Hypothèque sur les vignes !
On a toujours fait du bon vin de muscat et du riesling, à Riquewihr.
Mais là, on va faire un bond dans le temps jusque dans les années 1735.
À l’époque, le plus gros des vignes de Riquewihr appartient à un Allemand : le duc de Wurtemberg.
Et un qui adore ce vin, c’est Voltaire !
Le rapport ? Le duc Charles-Eugène de Wurtemberg, neveu du roi de Prusse, est un prince fauché. Et il a besoin d’argent.
Comment faire ? En hypothéquant un peu de ses vignes, par exemple ? Voilà une excellente idée !
Et devinez qui se trouve de passage en voyage à Colmar, à la même époque... Voltaire.
Qui achète l’hypothèque. Le philosophe donne 300 000 livres au prince. Mais il y a des petits problèmes...
Voltaire se plaint qu’il y a toujours du retard pour le paiement.
Mais surtout qu'il y a une perte d’argent à cause de la différence entre les sous français et les allemands.
Sans compter le duc de Wurtemberg qui ne veut pas payer les frais d’envoi de l’argent, alors Voltaire y va de sa poche...
Voltaire revient en Alsace, d’août 1753 à novembre 1754.
Il en profite pour passer à Riquewihr, histoire de voir si ses vignes se portent bien.
Ce qu’il fait dans la région ? Il revient d’un long séjour chez l’empereur Frédéric le Grand, en Allemagne... avec qui il vient de se brouiller.
Brouille chez Frédéric le Grand à Potsdam
Ça faisait un moment que Frédéric et Voltaire étaient amis.
Liés par une passion commune pour la philosophie... Ils s’écrivent beaucoup.
Jusqu’à l’exil de Voltaire par le roi de France, qui n’a pas aimé qu’il se moque de sa cour.
Voltaire s’envole donc pour la cour de Prusse à l’été 1750, à Berlin puis à Potsdam.
Il y mène une vie de patachon, pendant 2 ans. Mais bientôt, ses relations avec Frédéric deviennent tendues.

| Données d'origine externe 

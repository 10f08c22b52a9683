//! Edge counter simulator binary.
//!
//! Runs a short scripted session against the simulated peripheral, or
//! serves the system over JSON-RPC on stdio.

use std::io;
use std::process;

use counter_harness::mcp::McpServer;
use counter_harness::{CounterSystem, HarnessConfig, HarnessError, RegisterPort};
use edge_counter::{EdgeMode, Register};
use sim_core::{MasterClock, Ticks};

// ---------------------------------------------------------------------------
// CLI argument parsing
// ---------------------------------------------------------------------------

struct CliArgs {
    mcp: bool,
    config: HarnessConfig,
}

fn parse_number<T: std::str::FromStr>(flag: &str, value: Option<&String>) -> T {
    match value.and_then(|s| s.parse().ok()) {
        Some(v) => v,
        None => {
            eprintln!("{flag} needs a numeric argument");
            process::exit(1);
        }
    }
}

fn parse_args() -> CliArgs {
    let args: Vec<String> = std::env::args().collect();
    let mut cli = CliArgs {
        mcp: false,
        config: HarnessConfig::default(),
    };

    let mut i = 1;
    while i < args.len() {
        match args[i].as_str() {
            "--mcp" => {
                cli.mcp = true;
            }
            "--clock-hz" => {
                i += 1;
                cli.config.clock = MasterClock::new(parse_number("--clock-hz", args.get(i)));
            }
            "--bit-delay" => {
                i += 1;
                cli.config.inter_bit_delay = Ticks::new(parse_number("--bit-delay", args.get(i)));
            }
            "--input-width" => {
                i += 1;
                cli.config.input_width = parse_number("--input-width", args.get(i));
            }
            "--help" | "-h" => {
                eprintln!("Usage: edge-counter-sim [OPTIONS]");
                eprintln!();
                eprintln!("Options:");
                eprintln!("  --mcp               Run as MCP server (JSON-RPC over stdio)");
                eprintln!("  --clock-hz <n>      Peripheral clock frequency [default: 10000000]");
                eprintln!("  --bit-delay <n>     Ticks between driver wire changes [default: 10]");
                eprintln!("  --input-width <n>   Number of input pins, 1-8 [default: 8]");
                eprintln!();
                eprintln!("Environment:");
                eprintln!("  EDGE_COUNTER_TRACE_BUS  Print every driver step to stderr");
                eprintln!("  RUST_LOG                Log filter (e.g. debug, spi_register_transport=trace)");
                process::exit(0);
            }
            other => {
                eprintln!("Unknown argument: {other}");
                process::exit(1);
            }
        }
        i += 1;
    }

    cli.config.trace_bus = std::env::var("EDGE_COUNTER_TRACE_BUS").is_ok();
    cli
}

// ---------------------------------------------------------------------------
// Scripted session
// ---------------------------------------------------------------------------

/// Let the input settle through the synchronizer and edge detector.
fn settle(system: &mut CounterSystem) {
    system.clock_cycles(3);
    system.clock_cycles(10);
}

fn report(system: &mut CounterSystem, label: &str) -> Result<(), HarnessError> {
    let value = system.read_reg(Register::Value.address())?;
    println!(
        "{label:<28} value={value:3}  display={:#010b}  t={} ns",
        system.display(),
        system.elapsed_ns()
    );
    Ok(())
}

fn run_session(system: &mut CounterSystem) -> Result<(), HarnessError> {
    system.clock_cycles(10);

    system.write_reg(Register::Reset.address(), 0)?;
    for _ in 0..3 {
        system.write_reg(Register::Inc.address(), 0)?;
    }
    report(system, "reset, inc x3")?;

    system.write_reg(Register::Cfg.address(), EdgeMode::Rising.code())?;
    system.write_reg(Register::Reset.address(), 0)?;
    for (inputs, label) in [
        (0x01, "rising: pin 0 high"),
        (0x00, "rising: pin 0 low"),
        (0x01, "rising: pin 0 high again"),
    ] {
        system.set_inputs(inputs);
        settle(system);
        report(system, label)?;
    }

    system.write_reg(Register::Cfg.address(), EdgeMode::Falling.code())?;
    system.write_reg(Register::Reset.address(), 0)?;
    report(system, "falling: after reset")?;
    for (inputs, label) in [
        (0x00, "falling: pin 0 low"),
        (0x01, "falling: pin 0 high"),
        (0x00, "falling: pin 0 low again"),
    ] {
        system.set_inputs(inputs);
        settle(system);
        report(system, label)?;
    }
    Ok(())
}

fn main() {
    env_logger::init();
    let cli = parse_args();

    if cli.mcp {
        let mut server = match McpServer::new(cli.config) {
            Ok(server) => server,
            Err(e) => {
                eprintln!("Invalid configuration: {e}");
                process::exit(1);
            }
        };
        let stdin = io::stdin();
        let stdout = io::stdout();
        if let Err(e) = server.run(stdin.lock(), stdout.lock()) {
            eprintln!("I/O error: {e}");
            process::exit(1);
        }
        return;
    }

    let mut system = match CounterSystem::new(cli.config) {
        Ok(system) => system,
        Err(e) => {
            eprintln!("Invalid configuration: {e}");
            process::exit(1);
        }
    };
    if let Err(e) = run_session(&mut system) {
        eprintln!("Session failed: {e}");
        process::exit(1);
    }
}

Voltaire, le philosophe des Lumières, pourfendeur des oppressions en tout genre, combattant le fanatisme religieux et bataillant pour la liberté de pensée... mais irrespectueux du catholicisme et de la monarchie absolue...
Il se brouille facilement avec tout le monde. Ici, la brouille se fait avec un autre Français, Maupertuis.
Un académicien protégé de Frédéric que Voltaire, jaloux, va ridiculiser dans un bouquin. Frédéric fait brûler ledit bouquin.
Agacé, il dit à tout le monde de Voltaire et de sa présence ici : « On presse l’orange et on en jette l’écorce... »
Dégoûté, Voltaire se venge et publie des pamphlets contre Frédéric...
Retour en Alsace
Crac. Ça ne loupe pas : il doit quitter la Prusse en mars 1753. Retour en France !
Avec un arrêt à Francfort qui se passe mal : deux hommes l’humilient et le retiennent prisonnier !
Sur ordre de Frédéric, qui veut récupérer un des écrits de Voltaire qu’il juge inconvenant s’il le publiait...
Autre arrêt à Colmar où il attend la permission de rentrer à Paris.
Mais le Paris de Louis XV ne veut pas de lui. Voltaire a plus de 60 ans. Il est fatigué.
C’est là qu’il se dit qu’il pourrait en profiter pour aller voir comment vont ses vignes alsaciennes, et si tout est bien géré.
Jusqu’à novembre 1754, Voltaire cherchera un endroit où se poser.
Il s’installe à Colmar rue des Juifs (actuelle rue Berthe-Molly), « dans une vilaine maison dans une vilaine ville » écrit-il.
On sait que dès l’hiver 1758, il prendra une retraite bien méritée au château de Ferney... et reprendra malgré tout sa correspondance enflammée avec ce bon vieux Frédéric !
Bah, sans rancune...
Sources
- André Hallays. En flânant à travers l’Alsace. 1911.
- M. de Neyremand. Séjour en Alsace de quelques hommes célèbres. 1861.
- Théophile du Vernet. Vie de Voltaire, suivie d'anecdotes qui composent sa vie privée. 1797.
- Encyclopédie du 19e siècle (tome 24). 1867.